• _Work instructions_: In the records that follow, how many lines contain the word "BindError"? Give only that figure.

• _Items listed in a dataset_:
// Listener module
// Creates the TCP listening socket and classifies bind failures

use std::io;
use std::net::SocketAddr;

use socket2::{Domain, Protocol, Socket, Type};
use thiserror::Error;
use tokio::net::TcpListener;

/// Why the listening socket could not be created
///
/// "Address in use" is the one failure an operator can act on directly,
/// so it gets its own variant and message.
#[derive(Debug, Error)]
pub enum BindError {
    #[error("port {addr} is already in use; close the other application or choose a different port")]
    AddrInUse {
        addr: SocketAddr,
        #[source]
        source: io::Error,
    },
    #[error("could not bind {addr}: {source}")]
    Other {
        addr: SocketAddr,
        #[source]
        source: io::Error,
    },
}

/// Fatal errors before the accept loop starts
#[derive(Debug, Error)]
pub enum StartupError {
    #[error("invalid listen address: {0}")]
    InvalidAddr(String),
    #[error(transparent)]
    Bind(#[from] BindError),
    #[error("failed to initialize logger: {0}")]
    Logger(#[from] io::Error),
}

/// Create a `TcpListener` bound to `addr`.
///
/// The socket is non-blocking with `SO_REUSEADDR` enabled so the server
/// can rebind a port still in TIME_WAIT after a restart.
pub fn create_listener(addr: SocketAddr) -> Result<TcpListener, BindError> {
    let classify = |source: io::Error| {
        if source.kind() == io::ErrorKind::AddrInUse {
            BindError::AddrInUse { addr, source }
        } else {
            BindError::Other { addr, source }
        }
    };

    let domain = if addr.is_ipv4() {
        Domain::IPV4
    } else {
        Domain::IPV6
    };

    let socket = Socket::new(domain, Type::STREAM, Some(Protocol::TCP)).map_err(classify)?;

    // Allow binding to a port in TIME_WAIT state
    socket.set_reuse_address(true).map_err(classify)?;

    // Non-blocking mode for async compatibility
    socket.set_nonblocking(true).map_err(classify)?;

    socket.bind(&addr.into()).map_err(classify)?;
    socket.listen(128).map_err(classify)?;

    let std_listener: std::net::TcpListener = socket.into();
    TcpListener::from_std(std_listener).map_err(classify)
}

#[cfg(test)]
mod tests {
    use super::*;

    #[tokio::test]
    async fn test_bind_ephemeral_port() {
        let listener = create_listener("127.0.0.1:0".parse().unwrap()).unwrap();
        let addr = listener.local_addr().unwrap();
        assert_eq!(addr.ip().to_string(), "127.0.0.1");
        assert_ne!(addr.port(), 0);
    }

    #[tokio::test]
    async fn test_second_bind_reports_addr_in_use() {
        let first = create_listener("127.0.0.1:0".parse().unwrap()).unwrap();
        let addr = first.local_addr().unwrap();

        let err = create_listener(addr).unwrap_err();
        assert!(matches!(err, BindError::AddrInUse { .. }));
        assert!(err.to_string().contains("already in use"));
    }
}
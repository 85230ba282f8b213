mod support;

use assert_matches::assert_matches;
use std::path::PathBuf;
use support::{TestWorkspace, make_result_set, text};
use vendor_report::strategy::{OutputStrategy, plan, select_and_produce};
use vendor_report::template::locate;
use vendor_report::{
    OutputFormat, OutputMethod, ReportError, TabMapping, TemplateDescriptor, TemplateFormat,
};

fn summary_only() -> Vec<vendor_report::ResultSet> {
    vec![make_result_set(
        "Summary_Metrics",
        &["VENDOR_NAME"],
        vec![vec![text("ACME")]],
    )]
}

#[test]
fn plan_always_ends_in_blank_workbook() {
    let strategies = plan(true, None, OutputFormat::Xlsx);
    assert_eq!(strategies.len(), 1);
    assert!(matches!(strategies[0], OutputStrategy::BlankWorkbook(_)));

    let descriptor = TemplateDescriptor {
        path: PathBuf::from("Template.xlsm"),
        format: TemplateFormat::MacroEnabled,
    };
    let strategies = plan(true, Some(descriptor), OutputFormat::Xlsx);
    assert_eq!(strategies.len(), 2);
    assert!(matches!(strategies[0], OutputStrategy::CopyTemplate(_)));
    assert!(matches!(strategies[1], OutputStrategy::BlankWorkbook(_)));
}

#[test]
fn templates_are_ignored_when_disabled() {
    let descriptor = TemplateDescriptor {
        path: PathBuf::from("Template.xlsm"),
        format: TemplateFormat::MacroEnabled,
    };
    let strategies = plan(false, Some(descriptor), OutputFormat::Xlsx);
    assert_eq!(strategies.len(), 1);
    assert!(matches!(strategies[0], OutputStrategy::BlankWorkbook(_)));
}

#[test]
fn blank_workbook_produces_xlsx() {
    let ws = TestWorkspace::new();
    let (path, method, report) = select_and_produce(
        plan(false, None, OutputFormat::Xlsx),
        ws.root(),
        "12345 - ACME - APR 2025",
        &TabMapping::default(),
        &summary_only(),
    )
    .expect("blank workbook build");

    assert_eq!(method, OutputMethod::BlankWorkbook);
    assert_eq!(
        path.extension().and_then(|e| e.to_str()),
        Some("xlsx")
    );
    assert!(path.is_file());
    assert_eq!(report.sheets.len(), 1);
    assert_eq!(report.skipped.len(), 2);
}

#[test]
fn macro_template_produces_xlsm_via_copy() {
    let ws = TestWorkspace::new();
    ws.create_workbook("templates/Vendor_Performance_Template.xlsm", |book| {
        let sheet = book.new_sheet("Tab1_Summary_Metrics").expect("new sheet");
        sheet.get_cell_mut("A1").set_value("Vendor");
    });
    let located = locate(
        None,
        &[ws.path("templates")],
        "Vendor_Performance_Template.xlsm",
    )
    .expect("template located");
    assert_eq!(located.format, TemplateFormat::MacroEnabled);

    let (path, method, report) = select_and_produce(
        plan(true, Some(located), OutputFormat::Xlsx),
        ws.root(),
        "12345 - ACME - APR 2025",
        &TabMapping::default(),
        &summary_only(),
    )
    .expect("template build");

    assert_eq!(method, OutputMethod::MacroTemplate);
    assert_eq!(
        path.extension().and_then(|e| e.to_str()),
        Some("xlsm")
    );
    assert!(path.is_file());
    assert_eq!(report.sheets.len(), 1);
}

#[test]
fn failed_copy_falls_back_to_blank_workbook() {
    let ws = TestWorkspace::new();
    // The descriptor points at a file that disappeared after location.
    let descriptor = TemplateDescriptor {
        path: ws.path("gone/Template.xlsm"),
        format: TemplateFormat::MacroEnabled,
    };

    let (path, method, _) = select_and_produce(
        plan(true, Some(descriptor), OutputFormat::Xlsx),
        ws.root(),
        "12345 - ACME - APR 2025",
        &TabMapping::default(),
        &summary_only(),
    )
    .expect("fallback build");

    assert_eq!(method, OutputMethod::BlankWorkbook);
    assert_eq!(
        path.extension().and_then(|e| e.to_str()),
        Some("xlsx")
    );
    assert!(path.is_file());
}

#[test]
fn unreadable_template_copy_falls_back_and_cleans_up() {
    let ws = TestWorkspace::new();
    // Copies fine, but is not a workbook the populator can open.
    let template = ws.create_fake_macro_archive("templates/Template.xlsm");
    let descriptor = TemplateDescriptor {
        path: template,
        format: TemplateFormat::MacroEnabled,
    };

    let (path, method, _) = select_and_produce(
        plan(true, Some(descriptor), OutputFormat::Xlsx),
        ws.root(),
        "12345 - ACME - APR 2025",
        &TabMapping::default(),
        &summary_only(),
    )
    .expect("fallback build");

    assert_eq!(method, OutputMethod::BlankWorkbook);
    assert!(path.is_file());
    // The failed .xlsm copy must not be left next to the real output.
    assert!(!ws.path("12345 - ACME - APR 2025.xlsm").exists());
}

#[test]
fn blank_workbook_honors_preferred_format() {
    let ws = TestWorkspace::new();
    let (path, method, _) = select_and_produce(
        plan(false, None, OutputFormat::Xlsm),
        ws.root(),
        "12345 - ACME - APR 2025",
        &TabMapping::default(),
        &summary_only(),
    )
    .expect("blank workbook build");

    assert_eq!(method, OutputMethod::BlankWorkbook);
    assert_eq!(path.extension().and_then(|e| e.to_str()), Some("xlsm"));
    assert!(path.is_file());
}

#[test]
fn template_format_beats_preferred_format() {
    let ws = TestWorkspace::new();
    ws.create_workbook("templates/Template.xlsx", |book| {
        book.new_sheet("Tab1_Summary_Metrics").expect("new sheet");
    });
    let located = locate(None, &[ws.path("templates")], "Template.xlsx")
        .expect("template located");

    let (path, method, _) = select_and_produce(
        plan(true, Some(located), OutputFormat::Xlsm),
        ws.root(),
        "12345 - ACME - APR 2025",
        &TabMapping::default(),
        &summary_only(),
    )
    .expect("template build");

    assert_eq!(method, OutputMethod::StandardTemplate);
    assert_eq!(path.extension().and_then(|e| e.to_str()), Some("xlsx"));
}

#[test]
fn failed_copy_does_not_leave_a_stale_destination() {
    let ws = TestWorkspace::new();
    // A leftover from an earlier run sits at the template output path; the
    // new copy fails because the template itself is gone.
    ws.touch("12345 - ACME - APR 2025.xlsm");
    let descriptor = TemplateDescriptor {
        path: ws.path("gone/Template.xlsm"),
        format: TemplateFormat::MacroEnabled,
    };

    let (path, method, _) = select_and_produce(
        plan(true, Some(descriptor), OutputFormat::Xlsx),
        ws.root(),
        "12345 - ACME - APR 2025",
        &TabMapping::default(),
        &summary_only(),
    )
    .expect("fallback build");

    assert_eq!(method, OutputMethod::BlankWorkbook);
    assert!(path.is_file());
    assert!(!ws.path("12345 - ACME - APR 2025.xlsm").exists());
}

#[test]
fn fatal_error_when_final_fallback_cannot_write() {
    let ws = TestWorkspace::new();
    let missing_dir = ws.path("does/not/exist");

    let error = select_and_produce(
        plan(false, None, OutputFormat::Xlsx),
        &missing_dir,
        "12345 - ACME - APR 2025",
        &TabMapping::default(),
        &summary_only(),
    )
    .expect_err("save into missing directory must fail");

    assert_matches!(error, ReportError::OutputWrite { .. });
}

• _Solution for this task_: 6